== Segment start ==
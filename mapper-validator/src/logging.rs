//! Diagnostic logging for the CLI.
//!
//! Everything goes to stderr so the status lines on stdout stay stable.
//! `RUST_LOG` takes precedence over the `-v` flags when set.

use tracing_subscriber::EnvFilter;

fn default_directive(verbose: u8) -> &'static str {
    match verbose {
        0 => "warn",
        1 => "info",
        _ => "debug",
    }
}

pub fn init(verbose: u8) {
    let filter = EnvFilter::try_from_default_env()
        .unwrap_or_else(|_| EnvFilter::new(default_directive(verbose)));

    tracing_subscriber::fmt()
        .with_env_filter(filter)
        .with_writer(std::io::stderr)
        .with_target(false)
        .init();
}

#[cfg(test)]
mod tests {
    use super::*;

    #[test]
    fn test_verbosity_levels() {
        assert_eq!(default_directive(0), "warn");
        assert_eq!(default_directive(1), "info");
        assert_eq!(default_directive(4), "debug");
    }
}
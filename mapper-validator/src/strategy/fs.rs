//! Filesystem validation source.
//!
//! Lists the mapper directory and reads candidate files for the validation
//! pipeline. Only direct entries are considered; the directory is never
//! descended into.

use std::io::{self, Read};
use std::path::{Path, PathBuf};

use walkdir::WalkDir;

use crate::config::SourceConfig;
use crate::error::{FileError, FileErrorKind, ValidatorError};

/// Check if an entry name carries the configured suffix.
///
/// Case-sensitive, exact suffix match. Non-UTF-8 names never match.
#[must_use]
pub fn matches_extension(path: &Path, extension: &str) -> bool {
    path.file_name()
        .and_then(std::ffi::OsStr::to_str)
        .is_some_and(|name| name.ends_with(extension))
}

/// Find all entries of `config.dir` whose name ends with `config.extension`.
///
/// Entries are returned in listing order. Subdirectories with a matching name
/// are returned too, so they surface as unreadable files instead of being
/// silently skipped.
///
/// # Errors
///
/// Returns `MissingDirectory` if the directory does not exist, `NotADirectory`
/// if it is something else, and `ReadDirectory` if it cannot be listed.
pub fn find_files(config: &SourceConfig) -> Result<Vec<PathBuf>, ValidatorError> {
    let root = &config.dir;
    if !root.exists() {
        return Err(ValidatorError::MissingDirectory(root.clone()));
    }
    if !root.is_dir() {
        return Err(ValidatorError::NotADirectory(root.clone()));
    }

    let mut files = Vec::new();
    for entry_result in WalkDir::new(root)
        .min_depth(1)
        .max_depth(1)
        .follow_links(false)
    {
        let entry = entry_result.map_err(|source| ValidatorError::ReadDirectory {
            path: root.clone(),
            source,
        })?;

        if matches_extension(entry.path(), &config.extension) {
            files.push(entry.into_path());
        } else {
            tracing::debug!(path = %entry.path().display(), "skipping entry without matching extension");
        }
    }

    Ok(files)
}

/// Read a file using a bounded streaming read, enforcing `max_file_size`.
///
/// The handle is dropped before this function returns, whatever the outcome.
///
/// # Errors
///
/// Returns a `FileError` if the file is gone (`NotFound`), cannot be opened or
/// read (`Unreadable`), exceeds `max_file_size` (`FileTooLarge`) or is not valid
/// UTF-8 (`InvalidEncoding`).
pub fn read_file_bounded(path: &Path, max_file_size: u64) -> Result<String, FileError> {
    let file = std::fs::File::open(path).map_err(|e| io_error(path, &e, "open"))?;

    // Read at most max_file_size + 1 bytes to detect oversized files
    let mut buffer = Vec::new();
    file.take(max_file_size.saturating_add(1))
        .read_to_end(&mut buffer)
        .map_err(|e| io_error(path, &e, "read"))?;

    if buffer.len() as u64 > max_file_size {
        return Err(FileError::new(
            FileErrorKind::FileTooLarge,
            format!("File exceeds maximum size of {max_file_size} bytes"),
        ));
    }

    String::from_utf8(buffer)
        .map_err(|_| FileError::new(FileErrorKind::InvalidEncoding, "File is not valid UTF-8"))
}

fn io_error(path: &Path, err: &io::Error, action: &str) -> FileError {
    if err.kind() == io::ErrorKind::NotFound {
        FileError::new(FileErrorKind::NotFound, format!("{} not found", path.display()))
    } else {
        FileError::new(
            FileErrorKind::Unreadable,
            format!("Failed to {action} file: {err}"),
        )
    }
}
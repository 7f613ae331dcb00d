//! Format-specific checks.
//!
//! - `yaml`: single-document YAML well-formedness

pub mod yaml;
== Segment end ==
## GOAL OF THE EXERCISE
Each record above must be given again exactly as written.

## ANSWER TO THE EXERCISE
filename mapper-validator/src/logging.rs
//! Diagnostic logging for the CLI.
//!
//! Everything goes to stderr so the status lines on stdout stay stable.
//! `RUST_LOG` takes precedence over the `-v` flags when set.

use tracing_subscriber::EnvFilter;

fn default_directive(verbose: u8) -> &'static str {
    match verbose {
        0 => "warn",
        1 => "info",
        _ => "debug",
    }
}

pub fn init(verbose: u8) {
    let filter = EnvFilter::try_from_default_env()
        .unwrap_or_else(|_| EnvFilter::new(default_directive(verbose)));

    tracing_subscriber::fmt()
        .with_env_filter(filter)
        .with_writer(std::io::stderr)
        .with_target(false)
        .init();
}

#[cfg(test)]
mod tests {
    use super::*;

    #[test]
    fn test_verbosity_levels() {
        assert_eq!(default_directive(0), "warn");
        assert_eq!(default_directive(1), "info");
        assert_eq!(default_directive(4), "debug");
    }
}
filename mapper-validator/src/strategy/fs.rs
//! Filesystem validation source.
//!
//! Lists the mapper directory and reads candidate files for the validation
//! pipeline. Only direct entries are considered; the directory is never
//! descended into.

use std::io::{self, Read};
use std::path::{Path, PathBuf};

use walkdir::WalkDir;

use crate::config::SourceConfig;
use crate::error::{FileError, FileErrorKind, ValidatorError};

/// Check if an entry name carries the configured suffix.
///
/// Case-sensitive, exact suffix match. Non-UTF-8 names never match.
#[must_use]
pub fn matches_extension(path: &Path, extension: &str) -> bool {
    path.file_name()
        .and_then(std::ffi::OsStr::to_str)
        .is_some_and(|name| name.ends_with(extension))
}

/// Find all entries of `config.dir` whose name ends with `config.extension`.
///
/// Entries are returned in listing order. Subdirectories with a matching name
/// are returned too, so they surface as unreadable files instead of being
/// silently skipped.
///
/// # Errors
///
/// Returns `MissingDirectory` if the directory does not exist, `NotADirectory`
/// if it is something else, and `ReadDirectory` if it cannot be listed.
pub fn find_files(config: &SourceConfig) -> Result<Vec<PathBuf>, ValidatorError> {
    let root = &config.dir;
    if !root.exists() {
        return Err(ValidatorError::MissingDirectory(root.clone()));
    }
    if !root.is_dir() {
        return Err(ValidatorError::NotADirectory(root.clone()));
    }

    let mut files = Vec::new();
    for entry_result in WalkDir::new(root)
        .min_depth(1)
        .max_depth(1)
        .follow_links(false)
    {
        let entry = entry_result.map_err(|source| ValidatorError::ReadDirectory {
            path: root.clone(),
            source,
        })?;

        if matches_extension(entry.path(), &config.extension) {
            files.push(entry.into_path());
        } else {
            tracing::debug!(path = %entry.path().display(), "skipping entry without matching extension");
        }
    }

    Ok(files)
}

/// Read a file using a bounded streaming read, enforcing `max_file_size`.
///
/// The handle is dropped before this function returns, whatever the outcome.
///
/// # Errors
///
/// Returns a `FileError` if the file is gone (`NotFound`), cannot be opened or
/// read (`Unreadable`), exceeds `max_file_size` (`FileTooLarge`) or is not valid
/// UTF-8 (`InvalidEncoding`).
pub fn read_file_bounded(path: &Path, max_file_size: u64) -> Result<String, FileError> {
    let file = std::fs::File::open(path).map_err(|e| io_error(path, &e, "open"))?;

    // Read at most max_file_size + 1 bytes to detect oversized files
    let mut buffer = Vec::new();
    file.take(max_file_size.saturating_add(1))
        .read_to_end(&mut buffer)
        .map_err(|e| io_error(path, &e, "read"))?;

    if buffer.len() as u64 > max_file_size {
        return Err(FileError::new(
            FileErrorKind::FileTooLarge,
            format!("File exceeds maximum size of {max_file_size} bytes"),
        ));
    }

    String::from_utf8(buffer)
        .map_err(|_| FileError::new(FileErrorKind::InvalidEncoding, "File is not valid UTF-8"))
}

fn io_error(path: &Path, err: &io::Error, action: &str) -> FileError {
    if err.kind() == io::ErrorKind::NotFound {
        FileError::new(FileErrorKind::NotFound, format!("{} not found", path.display()))
    } else {
        FileError::new(
            FileErrorKind::Unreadable,
            format!("Failed to {action} file: {err}"),
        )
    }
}
repository 7f613ae331dcb00d
//! Format-specific checks.
//!
//! - `yaml`: single-document YAML well-formedness

pub mod yaml;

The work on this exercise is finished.